Cole Syllas

No. 16 – Iraklis Thessaloniki
- Position: Shooting guard / small forward
- League: Greek Basketball League

Personal information
- Born: 1 August 2000 (age 25) Kingston, Ontario, Canada
- Nationality: Canadian / Greek
- Listed height: 6 ft 5 in (1.96 m)
- Listed weight: 210 lb (95 kg)

Career information
- High school: La Salle (Kingston, Ontario)
- College: Queen's University (2019–2024)
- NBA draft: 2023: undrafted
- Playing career: 2023–present

Career history
- 2023: Ottawa BlackJacks
- 2024: Brampton Honey Badgers
- 2024–2025: Mykonos
- 2025: Neaniki Estia Megaridas
- 2025–present: Iraklis Thessaloniki

= Cole Syllas =

Greek Canadian basketball player (born 2000)

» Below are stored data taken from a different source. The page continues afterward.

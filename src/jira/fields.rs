// Jira issue payload accessors.
// Pure extraction of reporter, dates and comment authors from an issue's JSON.

use serde_json::Value;

use crate::error::{MineError, Result};

/// Follow `path` from `value`. Absent keys and `null` are both missing.
fn lookup<'a>(value: &'a Value, path: &[&str]) -> Result<&'a Value> {
    let mut current = value;
    for (depth, key) in path.iter().enumerate() {
        current = match current.get(key) {
            Some(Value::Null) | None => return Err(missing(&path[..=depth])),
            Some(next) => next,
        };
    }
    Ok(current)
}

fn missing(path: &[&str]) -> MineError {
    MineError::MissingField(path.join("."))
}

fn str_at<'a>(value: &'a Value, path: &[&str]) -> Result<&'a str> {
    lookup(value, path)?.as_str().ok_or_else(|| missing(path))
}

/// Leading `YYYY-MM-DD` of an ISO timestamp.
pub fn date_part(timestamp: &str) -> String {
    timestamp.chars().take(10).collect()
}

/// Format a Jira user object as "Display Name (username)".
fn person(user: &Value, path: &[&str]) -> Result<String> {
    let field = |key: &str| {
        user.get(key)
            .and_then(Value::as_str)
            .ok_or_else(|| MineError::MissingField(format!("{}.{}", path.join("."), key)))
    };
    Ok(format!("{} ({})", field("displayName")?, field("name")?))
}

pub fn reporter(issue: &Value) -> Result<String> {
    let path = ["fields", "reporter"];
    person(lookup(issue, &path)?, &path)
}

pub fn created_date(issue: &Value) -> Result<String> {
    str_at(issue, &["fields", "created"]).map(date_part)
}

pub fn resolution_date(issue: &Value) -> Result<String> {
    str_at(issue, &["fields", "resolutiondate"]).map(date_part)
}

pub fn comments(issue: &Value) -> Result<&Vec<Value>> {
    let path = ["fields", "comment", "comments"];
    lookup(issue, &path)?
        .as_array()
        .ok_or_else(|| missing(&path))
}

/// Comment at `index`, in the order Jira returns them (oldest first).
pub fn comment(issue: &Value, index: usize) -> Result<&Value> {
    comments(issue)?
        .get(index)
        .ok_or_else(|| MineError::MissingField(format!("fields.comment.comments[{}]", index)))
}

pub fn commenter(issue: &Value, index: usize) -> Result<String> {
    let entry = format!("comments[{}]", index);
    let path = ["fields", "comment", entry.as_str(), "author"];
    let author = lookup(comment(issue, index)?, &["author"]).map_err(|_| missing(&path))?;
    person(author, &path)
}

pub fn commenting_date(issue: &Value, index: usize) -> Result<String> {
    let entry = format!("comments[{}]", index);
    str_at(comment(issue, index)?, &["created"])
        .map(date_part)
        .map_err(|_| missing(&["fields", "comment", entry.as_str(), "created"]))
}

pub fn all_commenters(issue: &Value) -> Result<Vec<String>> {
    (0..comments(issue)?.len())
        .map(|index| commenter(issue, index))
        .collect()
}

pub fn last_commenting_date(issue: &Value) -> Result<String> {
    match comments(issue)?.len() {
        0 => Err(MineError::MissingField("fields.comment.comments[-1]".to_string())),
        len => commenting_date(issue, len - 1),
    }
}
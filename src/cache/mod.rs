// Cache module for on-disk API response caching.
// Derives filesystem keys from request URLs and stores one JSON blob per URL.

pub mod key;
pub mod store;

pub use key::{CacheKey, ENTRY_FILE};
pub use store::CacheStore;
//! repomine binary
//!
//! Runs one query and prints its JSON result on stdout. Logs go to stderr,
//! filtered by RUST_LOG (default `warn`, which shows cache misses).

use std::process::ExitCode;

use clap::Parser;
use tracing_subscriber::EnvFilter;

use repomine::cli::Cli;

fn run(cli: &Cli) -> repomine::Result<String> {
    let value = cli.run()?;
    Ok(serde_json::to_string_pretty(&value)?)
}

fn main() -> ExitCode {
    let filter = EnvFilter::try_from_default_env().unwrap_or_else(|_| EnvFilter::new("warn"));
    tracing_subscriber::fmt()
        .with_env_filter(filter)
        .with_writer(std::io::stderr)
        .init();

    let cli = Cli::parse();

    match run(&cli) {
        Ok(json) => {
            println!("{}", json);
            ExitCode::SUCCESS
        }
        Err(e) => {
            tracing::debug!(error = ?e, "command failed");
            eprintln!("Error: {}", e);
            ExitCode::FAILURE
        }
    }
}
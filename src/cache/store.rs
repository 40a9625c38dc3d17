// Cache store for remote JSON responses.
// Serves a cached blob when one exists, otherwise fetches, persists and re-reads it.

use std::fs;
use std::io::Write;
use std::path::{Path, PathBuf};

use directories::ProjectDirs;
use serde_json::Value;
use tempfile::TempDir;

use crate::error::{MineError, Result};
use crate::fetch::{Fetch, HttpFetcher, Request};

use super::key::CacheKey;

/// Per-user persistent cache directory (~/.cache/repomine on Linux).
pub fn user_cache_dir() -> Option<PathBuf> {
    ProjectDirs::from("", "", "repomine").map(|dirs| dirs.cache_dir().to_path_buf())
}

/// On-disk response cache. Owns everything below its root directory.
///
/// Entries are never expired or rewritten: once a URL's blob exists, every
/// later non-forced `get` for that URL is served from disk.
pub struct CacheStore {
    root: PathBuf,
    // Held so a temporary root lives exactly as long as the store.
    _temp: Option<TempDir>,
    fetcher: Box<dyn Fetch>,
}

impl CacheStore {
    /// Create a store over `cache_dir`, or a fresh temporary directory when `None`.
    pub fn new(cache_dir: Option<PathBuf>) -> Result<Self> {
        Self::with_fetcher(cache_dir, HttpFetcher::new()?)
    }

    /// Create a store backed by the per-user cache directory.
    pub fn user_default() -> Result<Self> {
        let dir = user_cache_dir().ok_or(MineError::MissingConfig("HOME"))?;
        Self::new(Some(dir))
    }

    /// Create a store with a custom transport.
    pub fn with_fetcher(cache_dir: Option<PathBuf>, fetcher: impl Fetch + 'static) -> Result<Self> {
        let (root, temp) = match cache_dir {
            Some(dir) => (dir, None),
            None => {
                let temp = tempfile::Builder::new().prefix("repomine-").tempdir()?;
                (temp.path().to_path_buf(), Some(temp))
            }
        };

        tracing::debug!(root = %root.display(), temporary = temp.is_some(), "cache store ready");

        Ok(Self {
            root,
            _temp: temp,
            fetcher: Box::new(fetcher),
        })
    }

    /// Root directory of the cache.
    pub fn dir(&self) -> &Path {
        &self.root
    }

    /// Path of the blob that caches `url`.
    pub fn entry_path(&self, url: &str) -> PathBuf {
        CacheKey::from_url(url).entry_path(&self.root)
    }

    /// Whether a blob for `url` is already on disk.
    pub fn contains(&self, url: &str) -> bool {
        self.entry_path(url).exists()
    }

    /// Return the JSON for `request`, fetching and persisting it on a miss.
    ///
    /// With `force_remote` the cache is bypassed entirely: the file is neither
    /// read nor written.
    pub fn get(&self, request: &Request, force_remote: bool) -> Result<Value> {
        if force_remote {
            return self.get_remote(request);
        }

        let path = self.entry_path(&request.url);
        if !path.exists() {
            tracing::warn!("{}", request.url);
            if let Some(parent) = path.parent() {
                fs::create_dir_all(parent)?;
            }
            let value = self.fetcher.fetch(request)?;
            write_entry(&path, &value)?;
        }

        read_entry(&path)
    }

    /// Fetch `request` live without touching the cache.
    pub fn get_remote(&self, request: &Request) -> Result<Value> {
        self.fetcher.fetch(request)
    }
}

/// Write a blob atomically via a sibling temp file.
fn write_entry(path: &Path, value: &Value) -> Result<()> {
    let json = serde_json::to_string(value)?;

    let temp_path = path.with_extension("tmp");
    let mut file = fs::File::create(&temp_path)?;
    file.write_all(json.as_bytes())?;
    file.sync_all()?;
    fs::rename(&temp_path, path)?;

    tracing::debug!(path = %path.display(), bytes = json.len(), "cached response");
    Ok(())
}

fn read_entry(path: &Path) -> Result<Value> {
    let contents = fs::read_to_string(path)?;
    Ok(serde_json::from_str(&contents)?)
}
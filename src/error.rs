// Error types for repomine.
// Covers remote fetches, cache I/O, payload field extraction, git and CSV errors.

use thiserror::Error;

#[derive(Error, Debug)]
pub enum MineError {
    #[error("Network error: {0}")]
    Network(#[from] reqwest::Error),

    #[error("Response from {url} is not valid JSON: {source}")]
    Decode {
        url: String,
        #[source]
        source: serde_json::Error,
    },

    #[error("Missing field in payload: {0}")]
    MissingField(String),

    #[error("Could not clone {repo}: {reason}")]
    Clone { repo: String, reason: String },

    #[error("Commit not found: {repo} {sha}")]
    CommitNotFound { repo: String, sha: String },

    #[error("git failed: {0}")]
    Git(String),

    #[error("No repository given and no default owner/repo configured")]
    MissingRepository,

    #[error("Invalid repository reference '{0}', expected owner/repo")]
    InvalidRepoRef(String),

    #[error("Missing {0} environment variable")]
    MissingConfig(&'static str),

    #[error("Invalid header value for '{0}'")]
    InvalidHeader(String),

    #[error("Record field '{0}' is not in the CSV header")]
    UnknownField(String),

    #[error("Cannot infer a CSV header from an empty dataset")]
    EmptyDataset,

    #[error("CSV error: {0}")]
    Csv(#[from] csv::Error),

    #[error("JSON error: {0}")]
    Json(#[from] serde_json::Error),

    #[error("IO error: {0}")]
    Io(#[from] std::io::Error),
}

pub type Result<T> = std::result::Result<T, MineError>;
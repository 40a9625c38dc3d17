// Jira API client.
// Fetches issues through the shared cache store and exposes per-field accessors.

use std::rc::Rc;

use serde_json::Value;

use crate::cache::CacheStore;
use crate::error::{MineError, Result};
use crate::fetch::Request;

use super::fields;

/// Jira REST API facade over a cache store.
///
/// Every accessor re-reads the full issue; after the first call that is a
/// cache hit, so repeated lookups on one issue cost a single request.
pub struct JiraClient {
    store: Rc<CacheStore>,
    api_url: String,
}

impl JiraClient {
    /// Create a client for an API base such as `https://issues.apache.org/jira/rest/api/2`.
    pub fn new(store: Rc<CacheStore>, api_url: impl Into<String>) -> Self {
        Self {
            store,
            api_url: api_url.into(),
        }
    }

    /// Create a client from the JIRA_API_URL environment variable.
    pub fn from_env(store: Rc<CacheStore>) -> Result<Self> {
        let api_url =
            std::env::var("JIRA_API_URL").map_err(|_| MineError::MissingConfig("JIRA_API_URL"))?;
        Ok(Self::new(store, api_url))
    }

    pub fn api_url(&self) -> &str {
        &self.api_url
    }

    pub fn request(&self, endpoint: &str) -> Request {
        Request::new(format!("{}{}", self.api_url, endpoint)).header("accept", "application/json")
    }

    fn get(&self, endpoint: &str) -> Result<Value> {
        self.store.get(&self.request(endpoint), false)
    }

    /// Get the full issue JSON.
    pub fn issue_info(&self, key: &str) -> Result<Value> {
        self.get(&format!("/issue/{}", key))
    }

    /// Reporter as "Display Name (username)".
    pub fn issue_reporter(&self, key: &str) -> Result<String> {
        fields::reporter(&self.issue_info(key)?)
    }

    /// Creation date as YYYY-MM-DD.
    pub fn issue_reporting_date(&self, key: &str) -> Result<String> {
        fields::created_date(&self.issue_info(key)?)
    }

    /// Resolution date as YYYY-MM-DD. Unresolved issues yield `MissingField`.
    pub fn issue_resolution_date(&self, key: &str) -> Result<String> {
        fields::resolution_date(&self.issue_info(key)?)
    }

    pub fn issue_commenter(&self, key: &str, index: usize) -> Result<String> {
        fields::commenter(&self.issue_info(key)?, index)
    }

    pub fn issue_commenting_date(&self, key: &str, index: usize) -> Result<String> {
        fields::commenting_date(&self.issue_info(key)?, index)
    }

    pub fn all_issue_commenters(&self, key: &str) -> Result<Vec<String>> {
        fields::all_commenters(&self.issue_info(key)?)
    }

    pub fn issue_last_commenting_date(&self, key: &str) -> Result<String> {
        fields::last_commenting_date(&self.issue_info(key)?)
    }
}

Cole–John Syllas (born August 1, 2000) is a Greek Canadian professional basketball player for Iraklis of the Greek Basketball League. Syllas played college basketball at the Queen's University at Kingston.

== College career ==
Born in Kingston, Ontario, Syllas played college basketball at Queen's University at Kingston. He stayed with Queen's for four years, being an important part of the team's squad.

== Professional career ==
After spending his two first years of his career in Canada with Ottawa BlackJacks and Brampton Honey Badgers, Syllas moved to Greece and joined Mykonos. On January 11, 2025, Syllas left Mykonos and joined Neaniki Estia Megaridas until the end of the season.

On June 16. 2025, Syllas signed a two-year contract with Iraklis of the Greek Basketball League.